Big Bend Open Road Race brings high speeds to West Texas 

Photo by Hannah Gentiles for The Big Bend Sentinel / Agustin Gonzalez inspects the safety features in his Corvette before the race on Saturday.

FORT STOCKTON The 23rd annual Big Bend Open Road Race returned on Saturday after it was canceled last year due to the coronavirus pandemic. It’s one of just a handful of open road races in the United States and –– according to the event organizers –– it’s the most challenging of them all. 

The course runs from Fort Stockton down Highway 285 to Sanderson. Drivers then turn around and make the 59-mile trek back to Fort Stockton. This year, the fastest drivers made it down to Sanderson in under 24 minutes. Trophies and bragging rights are all that’s at stake. 

Throughout the course there are over 59 turns, some blind, with constant changes in elevation, which makes for difficult driving conditions, according to the race organizers. 

Agustin Gonzalez, of Marfa, was one of 160 competitors who took part in the race –– this was his third year to compete. He was in the 120-mph division with his 2018 Corvette that can reach speeds of up to 186 mph. 

On turns, Gonzalez said he pulls an average of .75 G-forces. “You take that turn and the whole car is pulling and you want to let go and slow down because you think the car is going to go off the road,” he said. “But you gotta have faith.” 

Gonzalez also has a lot of safety gear. For the 120-mph division, his Corvette is required to be outfitted with a five-point harness, a roll bar and a fire extinguisher. During the race, Gonzalez wears a helmet, a neck brace, arm restraints and a fire-resistant suit. 

“We don’t have guard rails. We don’t have sand traps. We don’t have anything like a race track does, like a closed circuit does, to help you if you go off the road,” Gonzalez said.

To make the race a reality, event organizers have to get a permit to shut down Highway 285 from the Texas Department of Transportation. For 12 hours, the public road is designated as a private course, said Dustin Archer, the race director. 

Unlike in NASCAR, drivers aren’t tailing one another, jockeying to be the first across the line. Rather it’s a time trial, where cars are set loose on the highway in set intervals. 

There are a number of divisions that entrants can compete in, ranging from the 85-mph category all the way up to the unlimited class where speeds average around 170 mph. 

It’s a little complicated, but the goal is to get as close to the target speed set in each division. “For the 150-mph class, the whole purpose is to try to get from A to B, start to finish, averaging 150,” Archer said. 

If a driver’s speed is above the division limit, “they’re obviously too fast [for the division],” said Archer. “You need to be under that limit. It’s almost like the price is right. You can’t overbid. You need to be under the speed or right on the nose.”

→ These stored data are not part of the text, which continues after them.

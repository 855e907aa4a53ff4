//! Closure-backed local volatility surface.

use super::traits::{check_point, check_volatility};
use super::{LocalVolatilitySurface, SurfaceCoordinate};
use crate::market_data::error::MarketDataError;
use num_traits::Float;
use std::fmt;
use std::marker::PhantomData;

/// Local volatility given by a function `σ(t, x)`.
///
/// Used for parametric surfaces (SVI-style slices, tanh skews) that are
/// cheaper to evaluate directly than to tabulate. The function must be pure;
/// a negative or non-finite output is reported as
/// `MarketDataError::InvalidVolatility` at lookup time.
///
/// # Example
///
/// ```
/// use pricer_core::market_data::surfaces::{
///     FunctionalLocalVol, LocalVolatilitySurface, SurfaceCoordinate,
/// };
///
/// let skew = FunctionalLocalVol::new(
///     |_t: f64, k: f64| 0.2 - 0.1 * (k / 100.0 - 1.0),
///     SurfaceCoordinate::Strike,
/// );
/// assert!((skew.volatility(1.0, 90.0).unwrap() - 0.21).abs() < 1e-12);
/// ```
#[derive(Clone)]
pub struct FunctionalLocalVol<T, F> {
    function: F,
    coordinate: SurfaceCoordinate,
    _marker: PhantomData<fn(T, T) -> T>,
}

impl<T, F> FunctionalLocalVol<T, F>
where
    T: Float,
    F: Fn(T, T) -> T,
{
    /// Wrap `function` as a surface in the given coordinate.
    pub fn new(function: F, coordinate: SurfaceCoordinate) -> Self {
        Self {
            function,
            coordinate,
            _marker: PhantomData,
        }
    }
}

impl<T, F> fmt::Debug for FunctionalLocalVol<T, F> {
    fn fmt(&self, f: &mut fmt::Formatter<'_>) -> fmt::Result {
        f.debug_struct("FunctionalLocalVol")
            .field("coordinate", &self.coordinate)
            .finish_non_exhaustive()
    }
}

impl<T, F> LocalVolatilitySurface<T> for FunctionalLocalVol<T, F>
where
    T: Float,
    F: Fn(T, T) -> T,
{
    fn volatility(&self, t: T, x: T) -> Result<T, MarketDataError> {
        check_point(t, x)?;
        check_volatility((self.function)(t, x))
    }

    #[inline]
    fn coordinate(&self) -> SurfaceCoordinate {
        self.coordinate
    }
}
//! Flat and constant-drift forward curves.

use super::traits::{check_forward, check_time, shift_factor};
use super::ForwardCurve;
use crate::market_data::error::MarketDataError;
use num_traits::Float;

/// Forward curve with the same level for every delivery time.
///
/// # Example
///
/// ```
/// use pricer_core::market_data::curves::{ForwardCurve, FlatForwardCurve};
///
/// let curve = FlatForwardCurve::new(100.0_f64).unwrap();
/// assert_eq!(curve.forward(0.0).unwrap(), 100.0);
/// assert_eq!(curve.forward(10.0).unwrap(), 100.0);
/// ```
#[derive(Debug, Clone, Copy, PartialEq)]
#[cfg_attr(feature = "serde", derive(serde::Serialize, serde::Deserialize))]
pub struct FlatForwardCurve<T: Float> {
    level: T,
}

impl<T: Float> FlatForwardCurve<T> {
    /// Construct a flat curve.
    ///
    /// # Errors
    ///
    /// * `MarketDataError::InvalidForward` - If `level <= 0` or not finite
    pub fn new(level: T) -> Result<Self, MarketDataError> {
        check_forward(level)?;
        Ok(Self { level })
    }

    /// The constant forward level.
    #[inline]
    pub fn level(&self) -> T {
        self.level
    }
}

impl<T: Float> ForwardCurve<T> for FlatForwardCurve<T> {
    #[inline]
    fn forward(&self, t: T) -> Result<T, MarketDataError> {
        check_time(t)?;
        Ok(self.level)
    }

    fn with_fractional_shift(&self, shift: T) -> Result<Self, MarketDataError> {
        Self::new(self.level * shift_factor(shift)?)
    }
}

/// Forward curve growing at a constant continuously compounded drift.
///
/// ```text
/// F(t) = S * exp(mu * t)
/// ```
///
/// With `mu = r - q` this is the usual equity forward under flat rates and
/// dividend yield.
///
/// # Example
///
/// ```
/// use pricer_core::market_data::curves::{ForwardCurve, DriftForwardCurve};
///
/// let curve = DriftForwardCurve::new(100.0_f64, 0.05).unwrap();
/// let f2 = curve.forward(2.0).unwrap();
/// assert!((f2 - 100.0 * (0.1_f64).exp()).abs() < 1e-10);
/// ```
#[derive(Debug, Clone, Copy, PartialEq)]
#[cfg_attr(feature = "serde", derive(serde::Serialize, serde::Deserialize))]
pub struct DriftForwardCurve<T: Float> {
    spot: T,
    drift: T,
}

impl<T: Float> DriftForwardCurve<T> {
    /// Construct a drifting curve from spot and drift.
    ///
    /// # Errors
    ///
    /// * `MarketDataError::InvalidForward` - If `spot <= 0` or the drift is not finite
    pub fn new(spot: T, drift: T) -> Result<Self, MarketDataError> {
        check_forward(spot)?;
        if !drift.is_finite() {
            return Err(MarketDataError::InvalidForward {
                forward: drift.to_f64().unwrap_or(f64::NAN),
            });
        }
        Ok(Self { spot, drift })
    }

    /// Forward at `t = 0`.
    #[inline]
    pub fn spot(&self) -> T {
        self.spot
    }

    /// Continuously compounded drift.
    #[inline]
    pub fn drift(&self) -> T {
        self.drift
    }
}

impl<T: Float> ForwardCurve<T> for DriftForwardCurve<T> {
    #[inline]
    fn forward(&self, t: T) -> Result<T, MarketDataError> {
        check_time(t)?;
        Ok(self.spot * (self.drift * t).exp())
    }

    fn with_fractional_shift(&self, shift: T) -> Result<Self, MarketDataError> {
        Self::new(self.spot * shift_factor(shift)?, self.drift)
    }
}

#[cfg(test)]
mod tests {
    use super::*;
    use approx::assert_relative_eq;

    // ========================================
    // FlatForwardCurve
    // ========================================

    #[test]
    fn test_flat_rejects_non_positive_level() {
        match FlatForwardCurve::new(0.0).unwrap_err() {
            MarketDataError::InvalidForward { forward } => assert_eq!(forward, 0.0),
            _ => panic!("Expected InvalidForward error"),
        }
        assert!(FlatForwardCurve::new(-5.0).is_err());
    }

    #[test]
    fn test_flat_negative_time() {
        let curve = FlatForwardCurve::new(100.0).unwrap();
        assert!(matches!(
            curve.forward(-1.0),
            Err(MarketDataError::InvalidMaturity { .. })
        ));
    }

    #[test]
    fn test_flat_shift_is_new_curve() {
        let curve = FlatForwardCurve::new(100.0).unwrap();
        let down = curve.with_fractional_shift(-0.01).unwrap();
        assert_relative_eq!(down.forward(3.0).unwrap(), 99.0, epsilon = 1e-12);
        assert_eq!(curve.level(), 100.0);
    }

    #[test]
    fn test_flat_shift_rejects_minus_one() {
        let curve = FlatForwardCurve::new(100.0).unwrap();
        assert!(matches!(
            curve.with_fractional_shift(-1.0),
            Err(MarketDataError::InvalidShift { .. })
        ));
    }

    // ========================================
    // DriftForwardCurve
    // ========================================

    #[test]
    fn test_drift_at_zero_is_spot() {
        let curve = DriftForwardCurve::new(50.0, 0.1).unwrap();
        assert_eq!(curve.forward(0.0).unwrap(), 50.0);
        assert_eq!(curve.spot(), 50.0);
        assert_eq!(curve.drift(), 0.1);
    }

    #[test]
    fn test_drift_shift_scales_every_time() {
        let curve = DriftForwardCurve::new(100.0, -0.02).unwrap();
        let up = curve.with_fractional_shift(0.01).unwrap();
        for &t in &[0.0, 0.5, 1.0, 5.0] {
            assert_relative_eq!(
                up.forward(t).unwrap(),
                1.01 * curve.forward(t).unwrap(),
                max_relative = 1e-14
            );
        }
    }

    #[test]
    fn test_drift_rejects_nan_drift() {
        assert!(DriftForwardCurve::new(100.0, f64::NAN).is_err());
    }
}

This year, the 160 cars that entered in the race ranged from Subarus to Corvettes, from Miatas to purpose-built race cars. There was even a Dodge Charger that was formerly in the NASCAR circuit in the race. While the majority of the contestants live in Texas, there were drivers that came from all over the United States to compete.

The event organizers go to great lengths to ensure the safety of the participants. Sheriff’s deputies, firefighters and EMTs are staged all throughout the course. There are three planes that are flying overhead to monitor any incidents. And before the race, the local air-medical helicopter does a flyover to calm any nerves the drivers might have. 

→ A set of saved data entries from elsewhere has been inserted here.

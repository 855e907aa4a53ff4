//! Solver configuration types.

use crate::types::SolverError;
use num_traits::Float;

/// Configuration for root-finding algorithms.
///
/// # Example
///
/// ```
/// use pricer_core::math::solvers::SolverConfig;
///
/// let config: SolverConfig<f64> = SolverConfig::default();
/// assert_eq!(config.max_iterations, 100);
///
/// let strict = SolverConfig::new(1e-14, 500).unwrap();
/// assert!(strict.tolerance < config.tolerance);
/// assert!(SolverConfig::new(0.0_f64, 10).is_err());
/// ```
#[derive(Debug, Clone, Copy, PartialEq)]
pub struct SolverConfig<T: Float> {
    /// Convergence tolerance on both `|f(x)|` and the bracket half-width.
    pub tolerance: T,

    /// Maximum number of iterations before giving up with
    /// `SolverError::MaxIterationsExceeded`.
    pub max_iterations: usize,
}

impl<T: Float> Default for SolverConfig<T> {
    /// Tolerance `1e-10` (falls back to machine epsilon for narrow types)
    /// and 100 iterations.
    fn default() -> Self {
        Self {
            tolerance: T::from(1e-10).unwrap_or_else(T::epsilon),
            max_iterations: 100,
        }
    }
}

impl<T: Float> SolverConfig<T> {
    /// Create a validated configuration.
    ///
    /// # Errors
    ///
    /// `SolverError::NumericalInstability` if `tolerance` is not a positive
    /// finite number or `max_iterations == 0`.
    pub fn new(tolerance: T, max_iterations: usize) -> Result<Self, SolverError> {
        if !(tolerance > T::zero()) || !tolerance.is_finite() {
            return Err(SolverError::NumericalInstability(
                "tolerance must be positive and finite".to_string(),
            ));
        }
        if max_iterations == 0 {
            return Err(SolverError::NumericalInstability(
                "max_iterations must be > 0".to_string(),
            ));
        }
        Ok(Self {
            tolerance,
            max_iterations,
        })
    }
}

#[cfg(test)]
mod tests {
    use super::*;

    #[test]
    fn test_default_config() {
        let config: SolverConfig<f64> = SolverConfig::default();
        assert!((config.tolerance - 1e-10).abs() < 1e-20);
        assert_eq!(config.max_iterations, 100);
    }

    #[test]
    fn test_new_rejects_bad_tolerance() {
        assert!(SolverConfig::new(-1e-10_f64, 100).is_err());
        assert!(SolverConfig::new(f64::NAN, 100).is_err());
        assert!(SolverConfig::new(f64::INFINITY, 100).is_err());
    }

    #[test]
    fn test_new_rejects_zero_iterations() {
        match SolverConfig::new(1e-10_f64, 0).unwrap_err() {
            SolverError::NumericalInstability(msg) => assert!(msg.contains("max_iterations")),
            _ => panic!("Expected NumericalInstability"),
        }
    }
}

There has been only one major incident in the past five years, according to the Fort Stockton race coordinator, Crystal Lopez. A Porsche going 150 mph lost control and slammed into a power line, knocking out the electricity in Sanderson. “We had a delay for a little bit, but honestly, the guys have so much gear and so much is required of these cars, the guys left [the crash] walking,” Lopez said. 

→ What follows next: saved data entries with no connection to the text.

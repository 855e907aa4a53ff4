//! Finite-difference engine configuration.
//!
//! [`PdeConfig`] gathers every numerical constant of the engine: the theta
//! weight, grid sizes, node bunching, domain size and the bump sizes used by
//! the Greek engine. Construct it with [`PdeConfig::builder`]; unset fields
//! take the defaults below and `build()` rejects invalid values.
//!
//! | field | default |
//! |---|---|
//! | `theta` | 0.5 |
//! | `time_steps` | 100 |
//! | `space_steps` | 100 |
//! | `time_bunching` | 5.0 |
//! | `space_bunching` | 0.05 |
//! | `domain_multiple` | 3.5 |
//! | `forward_shift` | 1e-2 |
//! | `vol_shift` | 1e-4 |

use super::error::ConfigError;

/// Crank-Nicolson weight.
pub const DEFAULT_THETA: f64 = 0.5;
/// Default number of time steps.
pub const DEFAULT_TIME_STEPS: usize = 100;
/// Default number of space steps.
pub const DEFAULT_SPACE_STEPS: usize = 100;
/// Default exponential bunching of the time mesh.
pub const DEFAULT_TIME_BUNCHING: f64 = 5.0;
/// Default hyperbolic bunching of the space mesh.
pub const DEFAULT_SPACE_BUNCHING: f64 = 0.05;
/// Default upper end of the space domain, in units of the forward.
pub const DEFAULT_DOMAIN_MULTIPLE: f64 = 3.5;
/// Default fractional forward bump.
pub const DEFAULT_FORWARD_SHIFT: f64 = 1e-2;
/// Default absolute volatility bump.
pub const DEFAULT_VOL_SHIFT: f64 = 1e-4;

/// Finite-difference engine configuration.
///
/// Immutable once built. Use [`PdeConfigBuilder`] to construct instances.
///
/// # Examples
///
/// ```rust
/// use pricer_pricing::pde::PdeConfig;
///
/// let config = PdeConfig::builder()
///     .space_steps(200)
///     .time_steps(150)
///     .build()
///     .expect("valid configuration");
///
/// assert_eq!(config.space_steps(), 200);
/// assert_eq!(config.theta(), 0.5);
/// ```
#[derive(Clone, Copy, Debug, PartialEq)]
#[cfg_attr(feature = "serde", derive(serde::Serialize, serde::Deserialize))]
#[cfg_attr(feature = "serde", serde(try_from = "PdeConfigBuilder"))]
pub struct PdeConfig {
    theta: f64,
    time_steps: usize,
    space_steps: usize,
    time_bunching: f64,
    space_bunching: f64,
    domain_multiple: f64,
    forward_shift: f64,
    vol_shift: f64,
}

impl Default for PdeConfig {
    fn default() -> Self {
        Self {
            theta: DEFAULT_THETA,
            time_steps: DEFAULT_TIME_STEPS,
            space_steps: DEFAULT_SPACE_STEPS,
            time_bunching: DEFAULT_TIME_BUNCHING,
            space_bunching: DEFAULT_SPACE_BUNCHING,
            domain_multiple: DEFAULT_DOMAIN_MULTIPLE,
            forward_shift: DEFAULT_FORWARD_SHIFT,
            vol_shift: DEFAULT_VOL_SHIFT,
        }
    }
}

impl PdeConfig {
    /// Creates a new configuration builder.
    #[inline]
    pub fn builder() -> PdeConfigBuilder {
        PdeConfigBuilder::default()
    }

    /// Theta weight of the implicit part (0 explicit, 1 fully implicit).
    #[inline]
    pub fn theta(&self) -> f64 {
        self.theta
    }

    /// Number of time steps.
    #[inline]
    pub fn time_steps(&self) -> usize {
        self.time_steps
    }

    /// Number of space steps.
    #[inline]
    pub fn space_steps(&self) -> usize {
        self.space_steps
    }

    /// Exponential bunching parameter of the time mesh.
    #[inline]
    pub fn time_bunching(&self) -> f64 {
        self.time_bunching
    }

    /// Hyperbolic bunching parameter of the space mesh.
    #[inline]
    pub fn space_bunching(&self) -> f64 {
        self.space_bunching
    }

    /// Upper end of the space domain in units of the forward.
    #[inline]
    pub fn domain_multiple(&self) -> f64 {
        self.domain_multiple
    }

    /// Fractional forward bump used by delta and gamma.
    #[inline]
    pub fn forward_shift(&self) -> f64 {
        self.forward_shift
    }

    /// Absolute volatility bump used by vega, vanna and vomma.
    #[inline]
    pub fn vol_shift(&self) -> f64 {
        self.vol_shift
    }

    /// Validates the configuration.
    ///
    /// # Errors
    ///
    /// Returns `ConfigError` if:
    /// - `theta` is outside `[0, 1]`
    /// - `time_steps` or `space_steps` is below 2
    /// - `time_bunching` is not finite
    /// - `space_bunching` is not positive
    /// - `domain_multiple` is not above 1
    /// - `forward_shift` is outside `(0, 1)`
    /// - `vol_shift` is not positive
    pub fn validate(&self) -> Result<(), ConfigError> {
        if !(0.0..=1.0).contains(&self.theta) {
            return Err(invalid("theta", "must be in [0, 1]", self.theta));
        }
        if self.time_steps < 2 {
            return Err(ConfigError::InvalidStepCount {
                name: "time_steps",
                steps: self.time_steps,
            });
        }
        if self.space_steps < 2 {
            return Err(ConfigError::InvalidStepCount {
                name: "space_steps",
                steps: self.space_steps,
            });
        }
        if !self.time_bunching.is_finite() {
            return Err(invalid("time_bunching", "must be finite", self.time_bunching));
        }
        if !(self.space_bunching > 0.0 && self.space_bunching.is_finite()) {
            return Err(invalid(
                "space_bunching",
                "must be positive",
                self.space_bunching,
            ));
        }
        if !(self.domain_multiple > 1.0 && self.domain_multiple.is_finite()) {
            return Err(invalid(
                "domain_multiple",
                "must be greater than 1",
                self.domain_multiple,
            ));
        }
        if !(self.forward_shift > 0.0 && self.forward_shift < 1.0) {
            return Err(invalid(
                "forward_shift",
                "must be in (0, 1)",
                self.forward_shift,
            ));
        }
        if !(self.vol_shift > 0.0 && self.vol_shift.is_finite()) {
            return Err(invalid("vol_shift", "must be positive", self.vol_shift));
        }
        Ok(())
    }
}

fn invalid(name: &'static str, rule: &str, value: f64) -> ConfigError {
    ConfigError::InvalidParameter {
        name,
        value: format!("{}, got {}", rule, value),
    }
}

/// Builder for [`PdeConfig`].
///
/// Every field is optional; unset fields take the engine defaults.
#[derive(Clone, Debug, Default)]
#[cfg_attr(feature = "serde", derive(serde::Serialize, serde::Deserialize))]
#[cfg_attr(feature = "serde", serde(default, deny_unknown_fields))]
pub struct PdeConfigBuilder {
    theta: Option<f64>,
    time_steps: Option<usize>,
    space_steps: Option<usize>,
    time_bunching: Option<f64>,
    space_bunching: Option<f64>,
    domain_multiple: Option<f64>,
    forward_shift: Option<f64>,
    vol_shift: Option<f64>,
}

impl PdeConfigBuilder {
    /// Sets the theta weight.
    #[inline]
    pub fn theta(mut self, theta: f64) -> Self {
        self.theta = Some(theta);
        self
    }

    /// Sets the number of time steps.
    #[inline]
    pub fn time_steps(mut self, steps: usize) -> Self {
        self.time_steps = Some(steps);
        self
    }

    /// Sets the number of space steps.
    #[inline]
    pub fn space_steps(mut self, steps: usize) -> Self {
        self.space_steps = Some(steps);
        self
    }

    /// Sets the time mesh bunching.
    #[inline]
    pub fn time_bunching(mut self, bunching: f64) -> Self {
        self.time_bunching = Some(bunching);
        self
    }

    /// Sets the space mesh bunching.
    #[inline]
    pub fn space_bunching(mut self, bunching: f64) -> Self {
        self.space_bunching = Some(bunching);
        self
    }

    /// Sets the domain multiple.
    #[inline]
    pub fn domain_multiple(mut self, multiple: f64) -> Self {
        self.domain_multiple = Some(multiple);
        self
    }

    /// Sets the fractional forward bump.
    #[inline]
    pub fn forward_shift(mut self, shift: f64) -> Self {
        self.forward_shift = Some(shift);
        self
    }

    /// Sets the absolute volatility bump.
    #[inline]
    pub fn vol_shift(mut self, shift: f64) -> Self {
        self.vol_shift = Some(shift);
        self
    }

    /// Builds the configuration.
    ///
    /// # Errors
    ///
    /// Returns `ConfigError` if any parameter fails [`PdeConfig::validate`].
    pub fn build(self) -> Result<PdeConfig, ConfigError> {
        let defaults = PdeConfig::default();
        let config = PdeConfig {
            theta: self.theta.unwrap_or(defaults.theta),
            time_steps: self.time_steps.unwrap_or(defaults.time_steps),
            space_steps: self.space_steps.unwrap_or(defaults.space_steps),
            time_bunching: self.time_bunching.unwrap_or(defaults.time_bunching),
            space_bunching: self.space_bunching.unwrap_or(defaults.space_bunching),
            domain_multiple: self.domain_multiple.unwrap_or(defaults.domain_multiple),
            forward_shift: self.forward_shift.unwrap_or(defaults.forward_shift),
            vol_shift: self.vol_shift.unwrap_or(defaults.vol_shift),
        };

        config.validate()?;
        Ok(config)
    }
}

impl TryFrom<PdeConfigBuilder> for PdeConfig {
    type Error = ConfigError;

    fn try_from(builder: PdeConfigBuilder) -> Result<Self, Self::Error> {
        builder.build()
    }
}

Due to the necessary safety precautions, the open road race isn’t much of a spectator sport. But drivers aren’t doing it for the fans, said Rhonda Parmer of Pasadena, who has been attending the race since 2011. “There’s no police after you. You know the road is clear. It’s the thrill of pure speed,” Parmer said. “There’s nothing better.” 

Many of the drivers in the race have a second person in the passenger seat –– known as a navigator –– who gauges the car’s speed, monitors the time and alerts the driver to upcoming curves. “It’s one of the most important jobs, and it’s extremely stressful. The navigator is in charge. They are the boss,” said Bryan Parmer, Rhonda’s husband. There’s even a school for navigators to train them how to “call the road.”

After the race on Saturday, all of the participants gathered in Fort Stockton’s Rooney Park to celebrate. There, Gonzalez said he and his navigator Daniel Mendoza, a Marfa native and Midland resident, placed fourth in their division. “We do it to represent Marfa in something we believe we do well.” Gonzalez said. “We do it to see if two small town boys can compete with the big boys from around the U.S. that come down for this race.”

His Corvette –– sparkly clean just hours before the race –– was now painted in bug splatter.